I feel there are enough good reasons to do some basic celestial even without "emergency preparedness" but let's go with that line of thinking for a minute... :)
There's a whole spectrum of ways in which (your) GPS might fail. From less problematic to more, on the GPS "user side":
- Your primary nav system (generally referred to as "the GPS") has a software fault and can no longer display your position on charts
- Your primary nav system won't boot up, is "bricked", dead, etc. but you still have full power for other electronics and handheld electronics
- GPS nav system is dead, but you have minimal power and handheld electronics are available for brief periods
- All on-board electronics are dead except a backup in a Faraday cage of some sort
- All electronic devices including backups and handhelds are fried
A related spectrum:
- Electronics including nav system are working properly, but the GPS position makes no sense (spoofing?)
- Electronics are fine but natural EM phenomena have overwhelmed the GPS and other GNSS signals
- Your electronics are fine, but the (US) GPS system has been hacked and is down for a day
- Your electronics are acting strangely and all GNSS (GPS etc) satellite constellations are offline.

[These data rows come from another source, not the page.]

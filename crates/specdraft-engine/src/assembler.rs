use crate::providers::{ChatRole, ChatTurn, ContentPart};
use crate::request::ImageAttachment;
use crate::templates::PromptTemplate;

/// Prefix for the document-priming turn in chat mode.
const DOCUMENT_PREAMBLE: &str = "Current document:\n\n";

/// Fixed acknowledgement anchoring the assistant's slot in the chat
/// priming sequence. Any non-empty constant works here; the model only
/// needs a confirmation that the document was received.
const DOCUMENT_ACK: &str =
    "Understood. I have the current document; tell me what you would like to change.";

/// Turns for generate mode: `[system, user]`.
pub fn assemble_generate(
    template: &PromptTemplate,
    message: &str,
    images: &[ImageAttachment],
) -> Vec<ChatTurn> {
    vec![
        ChatTurn::text(ChatRole::System, template.text()),
        user_turn(message, images),
    ]
}

/// Turns for chat mode: `[system, user(document), assistant(ack), user(message)]`.
/// Only the final user turn ever carries images; the priming turns stay
/// text-only even on the multimodal path.
pub fn assemble_chat(
    template: &PromptTemplate,
    current_document: &str,
    message: &str,
    images: &[ImageAttachment],
) -> Vec<ChatTurn> {
    vec![
        ChatTurn::text(ChatRole::System, template.text()),
        ChatTurn::text(
            ChatRole::User,
            format!("{DOCUMENT_PREAMBLE}{current_document}"),
        ),
        ChatTurn::text(ChatRole::Assistant, DOCUMENT_ACK),
        user_turn(message, images),
    ]
}

/// The final user turn. With images it becomes an ordered part list:
/// all image parts first, then exactly one text part.
fn user_turn(message: &str, images: &[ImageAttachment]) -> ChatTurn {
    if images.is_empty() {
        return ChatTurn::text(ChatRole::User, message);
    }

    let mut parts: Vec<ContentPart> = images
        .iter()
        .map(|image| ContentPart::Image {
            url: image.data_uri(),
        })
        .collect();
    parts.push(ContentPart::Text {
        text: message.to_string(),
    });
    ChatTurn::parts(ChatRole::User, parts)
}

(Maybe Russia invading Ukraine and China invading Taiwan simultaneously? Maybe next week or next month??) - GNSS satellites are down... Radio comm is dead... Light ash has been falling all day around you. Ash deposits on deck glow at night.
On the "user side" spectrum, at the low end, I would apply my standard advice: the best backup for a GPS is another GPS. Bring a cheap handheld GPS unit, and keep it somewhere safe and dry. Certainly paper charts or at least a short list of latitudes and longitudes of key points should be available on paper so you can get to safety if your main electronic charts are unavailable. Let's also hope you have a smartphone with excellent GPS/GNSS capability stored safely in a (sealed, waterproof) Faraday cage.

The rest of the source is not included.